De Staat heeft meegedeeld ook het opgeld ad € 1.364,10 aan [eiseres] te zullen betalen. Nu van die betaling geen betalingsbewijs is overgelegd, zal deze betaling niet verwerkt worden in het dictum van dit vonnis
5.9
De kosten voor het opmaken van het taxatierapport van 11 juli 2018 ad € 363,00 zijn op grond van artikel 6:96 lid 2 onder b BW dus ook voor toewijzing vatbaar.
5.1
Wat betreft de door [eiseres] gevorderde immateriële schade heeft het volgende te gelden.
Gesteld nog gebleken is dat de Staat de volgens artikel 6:106 BW vereiste opzet had om dergelijk nadeel toe te brengen. Daarop strandt dit deel van de vordering van [eiseres] .
Daarbij is nog van belang dat vertragingsschade vanwege het missen van de geldsom, benodigd om een andere boot te kopen zich vertaalt in de toe te wijzen wettelijke rente.
Het op dit punt gevorderde bedrag van € 5.000,00 wordt dus afgewezen.
5.11
Op grond van artikel 6:96 BW dienen buitengerechtelijke incassokosten om voor vergoeding in aanmerking te komen te voldoen aan de zogenoemde “dubbele redelijkheidstoets”.
De Staat wijst in dit verband op de omstandigheid dat [eiseres] bij de beschikking van 21 augustus 2017 van de rechtbank Midden Nederland een vergoeding is toegewezen ter dekking van de tot dan toe door haar gemaakte kosten voor rechtsbijstand.
[eiseres] zelf voert aan dat zij in elk geval voorafgaande aan dit geding nog een aanmaningsbrief aan de Staat heeft gestuurd teneinde de Staat te bewegen tot betaling van de schade die in dit geding is gevorderd.
Dit alles in aanmerking nemende zal voor buitengerechtelijke incassokosten aan [eiseres] worden toegewezen een bedrag van € 300,00 op grond hetgeen zij op dit punt subsidiair heeft gevorderd. Dit bedrag wordt een redelijke vergoeding geacht te zijn voor de buitengerechtelijke incassokosten die [eiseres] in verband met dit geding heeft gemaakt.

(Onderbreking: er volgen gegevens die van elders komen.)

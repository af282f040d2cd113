use std::path::{Path, PathBuf};
use std::time::Duration;

use log::{debug, warn};
use walkdir::WalkDir;

use crate::manifest::PackageVersion;

/// Command-line lifecycle contract announced to dependent executables.
pub const HOOK_INSTALL: &str = "--squirrel-install";
pub const HOOK_UPDATED: &str = "--squirrel-updated";
pub const HOOK_OBSOLETE: &str = "--squirrel-obsolete";
pub const HOOK_UNINSTALL: &str = "--squirrel-uninstall";
pub const HOOK_FIRSTRUN: &str = "--squirrel-firstrun";

const HOOK_GRACE: Duration = Duration::from_secs(30);

/// Lifecycle event delivered to aware executables.
#[derive(Clone, Copy, Debug, PartialEq, Eq)]
pub enum HookEvent {
    Install,
    Updated,
    Obsolete,
    Uninstall,
}

impl HookEvent {
    pub fn flag(self) -> &'static str {
        match self {
            Self::Install => HOOK_INSTALL,
            Self::Updated => HOOK_UPDATED,
            Self::Obsolete => HOOK_OBSOLETE,
            Self::Uninstall => HOOK_UNINSTALL,
        }
    }
}

/// External capability check: does this executable opt into update-lifecycle
/// callbacks? Implemented outside the engine by a binary-metadata reader;
/// the engine only consumes the declared contract version.
pub trait LifecycleProbe: Send + Sync {
    fn probe(&self, executable: &Path) -> Option<PackageVersion>;
}

/// Probe used when no metadata reader is wired in: nothing is aware.
#[derive(Clone, Copy, Debug, Default)]
pub struct NoAwarenessProbe;

impl LifecycleProbe for NoAwarenessProbe {
    fn probe(&self, _executable: &Path) -> Option<PackageVersion> {
        None
    }
}

/// OS shortcut / pinned-item repair collaborator. The engine only supplies
/// the before and after install paths.
pub trait ShellIntegration: Send + Sync {
    fn repair_shortcuts(&self, old_dir: Option<&Path>, new_dir: &Path) -> std::io::Result<()>;
}

#[derive(Clone, Copy, Debug, Default)]
pub struct NoShellIntegration;

impl ShellIntegration for NoShellIntegration {
    fn repair_shortcuts(&self, _old_dir: Option<&Path>, _new_dir: &Path) -> std::io::Result<()> {
        Ok(())
    }
}

/// Invoke one lifecycle hook per executable, strictly sequentially: hook
/// order matters and hooks may mutate shared OS state. A failing or hung
/// hook is logged and skipped; it never aborts the remaining hooks.
pub async fn invoke_hooks(executables: &[PathBuf], event: HookEvent, version: &PackageVersion) {
    for exe in executables {
        debug!(
            "hooks: invoking {} {} {version}",
            exe.display(),
            event.flag()
        );
        let child = tokio::process::Command::new(exe)
            .arg(event.flag())
            .arg(version.to_string())
            .current_dir(exe.parent().unwrap_or(Path::new(".")))
            .spawn();

        let mut child = match child {
            Ok(child) => child,
            Err(err) => {
                warn!("hooks: failed to start {}: {err}", exe.display());
                continue;
            }
        };

        match tokio::time::timeout(HOOK_GRACE, child.wait()).await {
            Ok(Ok(status)) if status.success() => {}
            Ok(Ok(status)) => {
                warn!("hooks: {} exited with {status}", exe.display());
            }
            Ok(Err(err)) => {
                warn!("hooks: waiting on {} failed: {err}", exe.display());
            }
            Err(_) => {
                warn!(
                    "hooks: {} did not finish within {HOOK_GRACE:?}; killing it",
                    exe.display()
                );
                let _ = child.kill().await;
            }
        }
    }
}

/// Launch executables once without waiting on them (first-install case with
/// no lifecycle-aware apps).
pub fn launch_once(executables: &[PathBuf]) {
    for exe in executables {
        debug!("hooks: first-run launching {}", exe.display());
        if let Err(err) = std::process::Command::new(exe)
            .arg(HOOK_FIRSTRUN)
            .current_dir(exe.parent().unwrap_or(Path::new(".")))
            .spawn()
        {
            warn!("hooks: failed to launch {}: {err}", exe.display());
        }
    }
}

/// Executables inside an installed version directory.
pub fn find_executables(dir: &Path) -> Vec<PathBuf> {
    let mut found = Vec::new();
    for entry in WalkDir::new(dir).sort_by_file_name().into_iter().flatten() {
        if entry.file_type().is_file() && is_executable(entry.path()) {
            found.push(entry.path().to_owned());
        }
    }
    found
}

#[cfg(unix)]
fn is_executable(path: &Path) -> bool {
    use std::os::unix::fs::PermissionsExt;
    std::fs::metadata(path)
        .map(|m| m.permissions().mode() & 0o111 != 0)
        .unwrap_or(false)
}

#[cfg(not(unix))]
fn is_executable(path: &Path) -> bool {
    path.extension()
        .map(|ext| ext.eq_ignore_ascii_case("exe"))
        .unwrap_or(false)
}
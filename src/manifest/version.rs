use std::cmp::Ordering;
use std::fmt;

use serde::{Serialize, Serializer};

/// Semantic version carried by package filenames and install directories.
///
/// Two to four numeric components plus an optional prerelease tag
/// (`1.2`, `1.2.3`, `1.2.3.4`, `1.2.3-beta2`). A release orders above any
/// prerelease of the same numeric version; prerelease tags order
/// lexicographically.
#[derive(Clone, Debug)]
pub struct PackageVersion {
    major: u64,
    minor: u64,
    patch: u64,
    build: Option<u64>,
    prerelease: Option<String>,
}

impl PackageVersion {
    pub fn new(major: u64, minor: u64, patch: u64) -> Self {
        Self {
            major,
            minor,
            patch,
            build: None,
            prerelease: None,
        }
    }

    pub fn with_prerelease(mut self, tag: &str) -> Self {
        self.prerelease = Some(tag.to_owned());
        self
    }

    /// Parse a version string, returning `None` on anything malformed.
    pub fn parse(value: &str) -> Option<Self> {
        let value = value.trim();
        if value.is_empty() {
            return None;
        }
        let (numbers, prerelease) = match value.split_once('-') {
            Some((left, right)) if !right.is_empty() => (left, Some(right.to_owned())),
            Some(_) => return None,
            None => (value, None),
        };

        let parts: Vec<u64> = numbers
            .split('.')
            .map(|part| part.parse::<u64>().ok())
            .collect::<Option<_>>()?;
        if parts.len() < 2 || parts.len() > 4 {
            return None;
        }

        Some(Self {
            major: parts[0],
            minor: parts[1],
            patch: parts.get(2).copied().unwrap_or(0),
            build: parts.get(3).copied(),
            prerelease,
        })
    }

    pub fn is_prerelease(&self) -> bool {
        self.prerelease.is_some()
    }
}

impl Ord for PackageVersion {
    fn cmp(&self, other: &Self) -> Ordering {
        let numeric = (self.major, self.minor, self.patch, self.build.unwrap_or(0));
        let other_numeric = (other.major, other.minor, other.patch, other.build.unwrap_or(0));
        numeric.cmp(&other_numeric).then_with(|| {
            match (&self.prerelease, &other.prerelease) {
                (None, None) => Ordering::Equal,
                (None, Some(_)) => Ordering::Greater,
                (Some(_), None) => Ordering::Less,
                (Some(a), Some(b)) => a.cmp(b),
            }
        })
    }
}

impl PartialOrd for PackageVersion {
    fn partial_cmp(&self, other: &Self) -> Option<Ordering> {
        Some(self.cmp(other))
    }
}

// Eq and Hash treat a missing fourth component as zero, matching Ord.
impl PartialEq for PackageVersion {
    fn eq(&self, other: &Self) -> bool {
        self.cmp(other) == Ordering::Equal
    }
}

impl Eq for PackageVersion {}

impl std::hash::Hash for PackageVersion {
    fn hash<H: std::hash::Hasher>(&self, state: &mut H) {
        (
            self.major,
            self.minor,
            self.patch,
            self.build.unwrap_or(0),
            &self.prerelease,
        )
            .hash(state);
    }
}

impl fmt::Display for PackageVersion {
    fn fmt(&self, f: &mut fmt::Formatter<'_>) -> fmt::Result {
        write!(f, "{}.{}.{}", self.major, self.minor, self.patch)?;
        if let Some(build) = self.build {
            write!(f, ".{build}")?;
        }
        if let Some(tag) = &self.prerelease {
            write!(f, "-{tag}")?;
        }
        Ok(())
    }
}

impl Serialize for PackageVersion {
    fn serialize<S: Serializer>(&self, serializer: S) -> Result<S::Ok, S::Error> {
        serializer.collect_str(self)
    }
}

Het primair gevorderde bedrag komt dus niet voor toewijzing in aanmerking.
5.12
De gevorderde wettelijke rente zal als verder onweersproken op de in de beslissing omschreven wijze worden toegewezen.
5.13
De Staat zal als de in het ongelijk gestelde partij worden veroordeeld in de kosten van deze procedure, die worden begroot op € 1.473,31, waarvan € 900,00 voor salaris gemachtigde.
5.14
Dit alles leidt tot de volgende beslissing.

6.De beslissing

De kantonrechter:
- veroordeelt De Staat om tegen behoorlijk bewijs van kwijting aan [eiseres] te voldoen een bedrag van € 19.000,00 (waarop in mindering strekt het op 17 december 2017 betaalde bedrag ad € 9.094,00), te vermeerderen met de wettelijke rente over de hoofdsom (waarop in mindering strekt het op 17 december 2017 betaalde bedrag ad € 1.036,00 aan wettelijke rente) en een bedrag van € 363,00, te vermeerderen met de wettelijke rente vanaf 25 juli 2018 tot de dag van algehele voldoening;
- veroordeelt de Staat in de kosten van deze procedure, tot op heden aan de zijde van [eiseres] vastgesteld op € 1.473,31 waarvan € 900,00 als het aan de gemachtigde van [eiseres] toekomende salaris;
- verklaart dit vonnis tot zover uitvoerbaar bij voorraad;
- wijst af hetgeen meer of anders is gevorderd.
Dit vonnis is gewezen door kantonrechter mr. L.C. Heuveling van Beek, kantonrechter en uitgesproken ter openbare terechtzitting van 30 januari 2019.